Actually not, see macros in src/include/snowball/header.h.
> In src/backend/snowball/dict_snowball.c, 'dsnowball_lexize'
> calls 'SN_set_current' and ignores the return value, thereby
> failing to notice the error, if any.
Hm. This seems like possibly a bug, in that even if we cover the
malloc issue, there's no API guarantee that OOM is the only possible
reason for reporting failure.
> There is a comment higher up in dict_snowball.c that seems to
> use some handwaving about all this, or perhaps it is documenting
> something else entirely.
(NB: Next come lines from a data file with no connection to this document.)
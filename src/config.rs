use std::path::PathBuf;

use crate::rng::GameRng;
use crate::session::MaxErrors;
use crate::word_bank::DEFAULT_WORD_LIST;

/// Runtime settings for one program run. Nothing here is persisted.
#[derive(Debug, Clone, PartialEq)]
pub struct Settings {
    pub word_list: PathBuf,
    pub max_errors: MaxErrors,
    pub show_history: bool,
    pub seed: Option<u64>,
}

impl Default for Settings {
    fn default() -> Self {
        Self {
            word_list: PathBuf::from(DEFAULT_WORD_LIST),
            max_errors: MaxErrors::default(),
            show_history: true,
            seed: None,
        }
    }
}

impl Settings {
    /// Word-selection RNG. The seed is logged so a round can be replayed with `--seed`.
    pub fn rng(&self) -> GameRng {
        let rng = match self.seed {
            Some(seed) => GameRng::new(seed),
            None => GameRng::from_entropy(),
        };
        tracing::info!(seed = rng.seed(), fixed = self.seed.is_some(), "word rng seeded");
        rng
    }
}
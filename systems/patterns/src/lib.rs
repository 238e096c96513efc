#![deny(
    unsafe_code,
    missing_docs,
    dead_code,
    unused_results,
    non_snake_case,
    unreachable_pub
)]

//! Structural pattern detection over the board.
//!
//! [`scan`] runs the five detectors in a fixed order and applies each match to
//! the grid before the next detector looks at it. Scanning is not idempotent:
//! a second scan of the same board awards lasting structures again, so callers
//! scan once per placement.

mod combos;

use alchemy_grid_core::{Cell, CellCoord, Direction, ElementId, Grid, PatternKind};
use log::debug;

const EARTH_SQUARE_SCORE: u32 = 200;
const METAL_FIRE_PATH_SCORE: u32 = 250;
const WATER_FLOW_SCORE: u32 = 300;
const FIRE_CIRCLE_SCORE: u32 = 400;

/// Minimum number of water cells with two water neighbours forming a circuit.
const WATER_FLOW_MIN_CELLS: usize = 4;
/// Minimum number of fire cells around an empty centre.
const FIRE_CIRCLE_MIN_FIRE: usize = 6;

/// Board change applied by a match.
#[derive(Clone, Copy, Debug, PartialEq, Eq)]
pub enum PatternMutation {
    /// Earth cells became stable and gained strength.
    Reinforced,
    /// Metal cells became conductive and gained power.
    Energized,
    /// Three cells fused into a combination element at `cell`.
    Combined {
        /// Combination element written into the middle cell.
        element: ElementId,
        /// Middle cell of the template.
        cell: CellCoord,
    },
    /// Every water cell started flowing and gained power.
    Flowing,
    /// Plasma was placed in the empty centre of a fire ring.
    Ignited {
        /// Centre cell that received the plasma.
        cell: CellCoord,
    },
}

impl PatternMutation {
    /// Element the mutation created, if any.
    #[must_use]
    pub const fn created(&self) -> Option<ElementId> {
        match self {
            Self::Combined { element, .. } => Some(*element),
            Self::Ignited { .. } => Some(ElementId::Plasma),
            Self::Reinforced | Self::Energized | Self::Flowing => None,
        }
    }
}

/// A structural pattern found on the board.
#[derive(Clone, Debug, PartialEq, Eq)]
pub struct PatternMatch {
    /// Detector that produced the match.
    pub kind: PatternKind,
    /// Bonus awarded for the match.
    pub score: u32,
    /// Human readable summary.
    pub description: String,
    /// Cells forming the pattern; empty for board-wide patterns.
    pub cells: Vec<CellCoord>,
    /// Change applied to the board.
    pub mutation: PatternMutation,
}

/// Runs every detector over the grid, mutating it as matches are found.
pub fn scan(grid: &mut Grid) -> Vec<PatternMatch> {
    let mut matches = Vec::new();
    for kind in PatternKind::ALL {
        let before = matches.len();
        match kind {
            PatternKind::EarthSquare => earth_square(grid, &mut matches),
            PatternKind::MetalFirePath => metal_fire_path(grid, &mut matches),
            PatternKind::ThreeElementCombo => three_element_combo(grid, &mut matches),
            PatternKind::WaterFlowCircuit => water_flow_circuit(grid, &mut matches),
            PatternKind::FireCircle => fire_circle(grid, &mut matches),
        }
        for found in &matches[before..] {
            debug!("{}: {} (+{})", kind.as_str(), found.description, found.score);
        }
    }
    matches
}

fn earth_square(grid: &mut Grid, out: &mut Vec<PatternMatch>) {
    for anchor in grid.coords().collect::<Vec<_>>() {
        let block = [(0, 0), (0, 1), (1, 0), (1, 1)]
            .map(|(row, column)| anchor.offset(row, column).filter(|cell| grid.contains(*cell)));
        let [Some(a), Some(b), Some(c), Some(d)] = block else {
            continue;
        };
        let cells = vec![a, b, c, d];
        if !cells
            .iter()
            .all(|cell| grid.element_at(*cell) == Some(ElementId::Earth))
        {
            continue;
        }
        for cell in &cells {
            if let Some(earth) = grid.get_mut(*cell) {
                earth.flags.stable = true;
                earth.flags.strength = earth.flags.strength.saturating_add(1);
            }
        }
        out.push(PatternMatch {
            kind: PatternKind::EarthSquare,
            score: EARTH_SQUARE_SCORE,
            description: format!(
                "earth square at ({}, {}) reinforced",
                anchor.row(),
                anchor.column()
            ),
            cells,
            mutation: PatternMutation::Reinforced,
        });
    }
}

fn metal_fire_path(grid: &mut Grid, out: &mut Vec<PatternMatch>) {
    const FORWARD: [ElementId; 3] = [ElementId::Fire, ElementId::Metal, ElementId::Metal];
    const BACKWARD: [ElementId; 3] = [ElementId::Metal, ElementId::Metal, ElementId::Fire];

    for anchor in grid.coords().collect::<Vec<_>>() {
        for direction in [Direction::East, Direction::South] {
            let Some(run) = run_of_three(grid, anchor, direction) else {
                continue;
            };
            let elements = run.map(|cell| grid.element_at(cell));
            if elements != FORWARD.map(Some) && elements != BACKWARD.map(Some) {
                continue;
            }
            for cell in run {
                if let Some(metal) = grid.get_mut(cell).filter(|c| c.element == ElementId::Metal) {
                    metal.flags.conductive = true;
                    metal.flags.power = metal.flags.power.saturating_add(1);
                }
            }
            out.push(PatternMatch {
                kind: PatternKind::MetalFirePath,
                score: METAL_FIRE_PATH_SCORE,
                description: format!(
                    "metal conducts fire from ({}, {})",
                    anchor.row(),
                    anchor.column()
                ),
                cells: run.to_vec(),
                mutation: PatternMutation::Energized,
            });
        }
    }
}

fn run_of_three(grid: &Grid, anchor: CellCoord, direction: Direction) -> Option<[CellCoord; 3]> {
    let second = anchor.step(direction)?;
    let third = second.step(direction)?;
    grid.contains(third).then_some([anchor, second, third])
}

fn three_element_combo(grid: &mut Grid, out: &mut Vec<PatternMatch>) {
    for anchor in grid.coords().collect::<Vec<_>>() {
        for template in &combos::TEMPLATES {
            let Some(cells) = combos::place(anchor, template) else {
                continue;
            };
            let [Some(first), Some(middle), Some(last)] = cells.map(|cell| grid.element_at(cell))
            else {
                continue;
            };
            let Some((result, score)) = combos::combine([first, middle, last]) else {
                continue;
            };

            let [a, centre, c] = cells;
            let _ = grid.clear(a);
            let _ = grid.clear(c);
            let _ = grid.set(centre, Cell::new(result));
            out.push(PatternMatch {
                kind: PatternKind::ThreeElementCombo,
                score,
                description: format!("{first}, {middle} and {last} fused into {result}"),
                cells: cells.to_vec(),
                mutation: PatternMutation::Combined {
                    element: result,
                    cell: centre,
                },
            });
        }
    }
}

fn water_flow_circuit(grid: &mut Grid, out: &mut Vec<PatternMatch>) {
    let water: Vec<CellCoord> = grid
        .occupied()
        .filter(|(_, cell)| cell.element == ElementId::Water)
        .map(|(coord, _)| coord)
        .collect();
    let connected = water
        .iter()
        .filter(|cell| {
            grid.orthogonal_neighbors(**cell)
                .filter(|neighbor| grid.element_at(*neighbor) == Some(ElementId::Water))
                .count()
                >= 2
        })
        .count();
    if connected < WATER_FLOW_MIN_CELLS {
        return;
    }

    for cell in &water {
        if let Some(water) = grid.get_mut(*cell) {
            water.flags.flowing = true;
            water.flags.power = water.flags.power.saturating_add(1);
        }
    }
    out.push(PatternMatch {
        kind: PatternKind::WaterFlowCircuit,
        score: WATER_FLOW_SCORE,
        description: format!("{} water cells flow as a circuit", water.len()),
        cells: Vec::new(),
        mutation: PatternMutation::Flowing,
    });
}

fn fire_circle(grid: &mut Grid, out: &mut Vec<PatternMatch>) {
    let (rows, columns) = (grid.rows(), grid.columns());
    for centre in grid.coords().collect::<Vec<_>>() {
        let inside = centre.row() >= 2
            && centre.column() >= 2
            && centre.row() + 2 < rows
            && centre.column() + 2 < columns;
        if !inside || !grid.is_vacant(centre) {
            continue;
        }
        let ring: Vec<CellCoord> = grid
            .surrounding(centre)
            .filter(|cell| grid.element_at(*cell) == Some(ElementId::Fire))
            .collect();
        if ring.len() < FIRE_CIRCLE_MIN_FIRE {
            continue;
        }

        let _ = grid.set(centre, Cell::new(ElementId::Plasma));
        out.push(PatternMatch {
            kind: PatternKind::FireCircle,
            score: FIRE_CIRCLE_SCORE,
            description: format!(
                "ring of {} fire ignited plasma at ({}, {})",
                ring.len(),
                centre.row(),
                centre.column()
            ),
            cells: ring,
            mutation: PatternMutation::Ignited { cell: centre },
        });
    }
}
In any event, I find the documentation
> about dictCtx insufficient to explain why this memory handling
> is correct.
Fair complaint --- do you want to propose some new wording that
references what header.h does?
regards, tom lane
On Thu, May 23, 2019 at 8:46 AM Tom Lane <tgl@sss.pgh.pa.us> wrote:
>
> Mark Dilger <hornschnorter@gmail.com> writes:
> > In src/backend/snowball/libstemmer/utilities.c, 'create_s' uses
> > malloc (not palloc) to allocate memory, and on memory exhaustion
> > returns NULL rather than throwing an exception.
>
> Actually not, see macros in src/include/snowball/header.h.
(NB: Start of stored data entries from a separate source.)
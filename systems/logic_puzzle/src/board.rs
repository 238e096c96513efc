//! Square puzzle boards and their box layout.

use alchemy_grid_core::{CellCoord, ElementId};
use serde::{Deserialize, Serialize};

use crate::PuzzleError;

/// Height and width of the boxes a board is divided into.
#[derive(Clone, Copy, Debug, PartialEq, Eq, Hash, Serialize, Deserialize)]
pub struct BoxShape {
    height: usize,
    width: usize,
}

impl BoxShape {
    /// Box layout for a board side length of 4, 6 or 9.
    pub fn for_size(size: usize) -> Result<Self, PuzzleError> {
        let (height, width) = match size {
            4 => (2, 2),
            6 => (2, 3),
            9 => (3, 3),
            _ => {
                return Err(PuzzleError::MalformedPuzzleState(format!(
                    "unsupported board size {size}"
                )))
            }
        };
        Ok(Self { height, width })
    }

    /// Rows per box.
    #[must_use]
    pub const fn height(&self) -> usize {
        self.height
    }

    /// Columns per box.
    #[must_use]
    pub const fn width(&self) -> usize {
        self.width
    }
}

/// Square board of optional elements.
#[derive(Clone, Debug, PartialEq, Eq, Serialize, Deserialize)]
#[serde(try_from = "RawLogicGrid")]
pub struct LogicGrid {
    size: usize,
    shape: BoxShape,
    cells: Vec<Option<ElementId>>,
}

#[derive(Deserialize)]
struct RawLogicGrid {
    size: usize,
    shape: BoxShape,
    cells: Vec<Option<ElementId>>,
}

impl TryFrom<RawLogicGrid> for LogicGrid {
    type Error = PuzzleError;

    fn try_from(raw: RawLogicGrid) -> Result<Self, Self::Error> {
        let mut grid = Self::new(raw.size)?;
        if raw.shape != grid.shape {
            return Err(PuzzleError::MalformedPuzzleState(format!(
                "{}x{} boxes do not tile a board of size {}",
                raw.shape.height, raw.shape.width, raw.size
            )));
        }
        if raw.cells.len() != grid.cells.len() {
            return Err(PuzzleError::MalformedPuzzleState(format!(
                "board of size {} holds {} cells, expected {}",
                raw.size,
                raw.cells.len(),
                grid.cells.len()
            )));
        }
        grid.cells = raw.cells;
        Ok(grid)
    }
}

impl LogicGrid {
    /// Creates an empty board.
    pub fn new(size: usize) -> Result<Self, PuzzleError> {
        let shape = BoxShape::for_size(size)?;
        Ok(Self {
            size,
            shape,
            cells: vec![None; size * size],
        })
    }

    /// Builds a board from row data; the rows must form a square of a supported size.
    pub fn from_rows(rows: &[Vec<Option<ElementId>>]) -> Result<Self, PuzzleError> {
        let mut grid = Self::new(rows.len())?;
        for (row, values) in rows.iter().enumerate() {
            if values.len() != grid.size {
                return Err(PuzzleError::MalformedPuzzleState(format!(
                    "row {row} has {} cells, expected {}",
                    values.len(),
                    grid.size
                )));
            }
            let start = row * grid.size;
            grid.cells[start..start + grid.size].copy_from_slice(values);
        }
        Ok(grid)
    }

    /// Side length of the board.
    #[must_use]
    pub const fn size(&self) -> usize {
        self.size
    }

    /// Box layout of the board.
    #[must_use]
    pub const fn shape(&self) -> BoxShape {
        self.shape
    }

    /// Element at the coordinate.
    pub fn get(&self, cell: CellCoord) -> Result<Option<ElementId>, PuzzleError> {
        let index = self.index(cell)?;
        Ok(self.cells[index])
    }

    /// Writes the coordinate, returning its previous value.
    pub fn set(
        &mut self,
        cell: CellCoord,
        value: Option<ElementId>,
    ) -> Result<Option<ElementId>, PuzzleError> {
        let index = self.index(cell)?;
        Ok(std::mem::replace(&mut self.cells[index], value))
    }

    /// Number of empty cells.
    #[must_use]
    pub fn empty_count(&self) -> usize {
        self.cells.iter().filter(|cell| cell.is_none()).count()
    }

    /// Every coordinate in row-major order.
    pub fn coords(&self) -> impl Iterator<Item = CellCoord> {
        let size = self.size as u32;
        (0..size).flat_map(move |row| (0..size).map(move |column| CellCoord::new(row, column)))
    }

    /// Renders the board with element glyphs and `.` for empty cells.
    #[must_use]
    pub fn render(&self) -> String {
        let mut out = String::with_capacity(self.cells.len() + self.size);
        for row in self.cells.chunks(self.size) {
            out.extend(row.iter().map(|cell| cell.map_or('.', ElementId::glyph)));
            out.push('\n');
        }
        out
    }

    /// Values of the other cells sharing a row, column or box with `cell`.
    pub(crate) fn peers(&self, cell: CellCoord) -> Result<Vec<Option<ElementId>>, PuzzleError> {
        let index = self.index(cell)?;
        let (row, column) = (index / self.size, index % self.size);
        let box_row = row - row % self.shape.height;
        let box_column = column - column % self.shape.width;

        let peers = (0..self.cells.len())
            .filter(|&other| other != index)
            .filter(|&other| {
                let (r, c) = (other / self.size, other % self.size);
                r == row
                    || c == column
                    || ((box_row..box_row + self.shape.height).contains(&r)
                        && (box_column..box_column + self.shape.width).contains(&c))
            })
            .map(|other| self.cells[other])
            .collect();
        Ok(peers)
    }

    pub(crate) fn cells(&self) -> &[Option<ElementId>] {
        &self.cells
    }

    pub(crate) fn index(&self, cell: CellCoord) -> Result<usize, PuzzleError> {
        let (row, column) = (cell.row() as usize, cell.column() as usize);
        if row < self.size && column < self.size {
            Ok(row * self.size + column)
        } else {
            Err(PuzzleError::InvalidCoordinate {
                cell,
                size: self.size,
            })
        }
    }

    pub(crate) fn coord(&self, index: usize) -> CellCoord {
        CellCoord::new((index / self.size) as u32, (index % self.size) as u32)
    }
}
You are correct. Thanks for the pointer.
> > In src/backend/snowball/dict_snowball.c, 'dsnowball_lexize'
> > calls 'SN_set_current' and ignores the return value, thereby
> > failing to notice the error, if any.
>
> Hm. This seems like possibly a bug, in that even if we cover the
> malloc issue, there's no API guarantee that OOM is the only possible
> reason for reporting failure.
Ok, that sounds fair. Since the memory is being palloc'd, I suppose
it would be safe to just ereport when the return value is -1?
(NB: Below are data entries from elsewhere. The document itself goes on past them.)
use std::{error::Error, fmt, str::FromStr};

use alchemy_grid_core::{CellCoord, ElementId, UnknownElementName};

/// Separates the element name from the coordinate.
const ELEMENT_DELIMITER: char = '@';
/// Separates the row from the column.
const COORDINATE_DELIMITER: char = ',';

/// Placement requested on the command line as `element@row,column`.
#[derive(Clone, Copy, Debug, PartialEq, Eq)]
pub(crate) struct PlacementArg {
    /// Element to place.
    pub(crate) element: ElementId,
    /// Target cell.
    pub(crate) cell: CellCoord,
}

impl FromStr for PlacementArg {
    type Err = PlacementArgError;

    fn from_str(value: &str) -> Result<Self, Self::Err> {
        let trimmed = value.trim();
        if trimmed.is_empty() {
            return Err(PlacementArgError::Empty);
        }

        let (element, coordinate) = trimmed
            .split_once(ELEMENT_DELIMITER)
            .ok_or_else(|| PlacementArgError::MissingCell(trimmed.to_owned()))?;
        let element = element
            .trim()
            .parse::<ElementId>()
            .map_err(PlacementArgError::UnknownElement)?;
        let cell = parse_cell(coordinate)?;

        Ok(Self { element, cell })
    }
}

/// Errors that can occur while parsing placement arguments.
#[derive(Debug)]
pub(crate) enum PlacementArgError {
    /// The argument was empty or contained only whitespace.
    Empty,
    /// The argument had no `@row,column` part.
    MissingCell(String),
    /// The element name is not part of the catalog.
    UnknownElement(UnknownElementName),
    /// The coordinate could not be parsed.
    InvalidCell(String),
}

impl fmt::Display for PlacementArgError {
    fn fmt(&self, f: &mut fmt::Formatter<'_>) -> fmt::Result {
        match self {
            Self::Empty => write!(f, "placement was empty"),
            Self::MissingCell(value) => {
                write!(f, "placement '{value}' is missing '@row,column'")
            }
            Self::UnknownElement(error) => write!(f, "{error}"),
            Self::InvalidCell(cell) => write!(f, "could not parse cell '{cell}'"),
        }
    }
}

impl Error for PlacementArgError {
    fn source(&self) -> Option<&(dyn Error + 'static)> {
        match self {
            Self::UnknownElement(error) => Some(error),
            _ => None,
        }
    }
}

fn parse_cell(coordinate: &str) -> Result<CellCoord, PlacementArgError> {
    let invalid = || PlacementArgError::InvalidCell(coordinate.to_owned());
    let (row, column) = coordinate
        .split_once(COORDINATE_DELIMITER)
        .ok_or_else(invalid)?;
    let row = row.trim().parse::<u32>().map_err(|_| invalid())?;
    let column = column.trim().parse::<u32>().map_err(|_| invalid())?;
    Ok(CellCoord::new(row, column))
}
> > There is a comment higher up in dict_snowball.c that seems to
> > use some handwaving about all this, or perhaps it is documenting
> > something else entirely. In any event, I find the documentation
> > about dictCtx insufficient to explain why this memory handling
> > is correct.
>
> Fair complaint --- do you want to propose some new wording that
> references what header.h does?
Perhaps something along these lines?
/*
- * snowball saves alloced memory between calls, so we should
run it in our
- * private memory context. Note, init function is executed in long lived
- * context, so we just remember CurrentMemoryContext
+ * snowball saves alloced memory between calls, which we force to be
+ * allocated using palloc and friends via preprocessing macros (see
+ * snowball/header.h), so we should run snowball in our private memory
+ * context. Note, init function is executed in long lived
context, so we
+ * just remember CurrentMemoryContext.
*/
Mark Dilger <hornschnorter@gmail.com> writes:
> On Thu, May 23, 2019 at 8:46 AM Tom Lane <tgl@sss.pgh.pa.us> wrote:
>> Mark Dilger <hornschnorter@gmail.com> writes:
>>> In src/backend/snowball/dict_snowball.c, 'dsnowball_lexize'
>>> calls 'SN_set_current' and ignores the return value, thereby
>>> failing to notice the error, if any.
>> Hm. This seems like possibly a bug, in that even if we cover the
>> malloc issue, there's no API guarantee that OOM is the only possible
>> reason for reporting failure.
> Ok, that sounds fair. Since the memory is being palloc'd, I suppose
> it would be safe to just ereport when the return value is -1?
Yeah ... I'd just make it an elog really, since whatever it is
would presumably not be a user-facing error.
>> Fair complaint --- do you want to propose some new wording that
>> references what header.h does?
> Perhaps something along these lines?
Seems reasonable, please include in patch covering the other thing.
regards, tom lane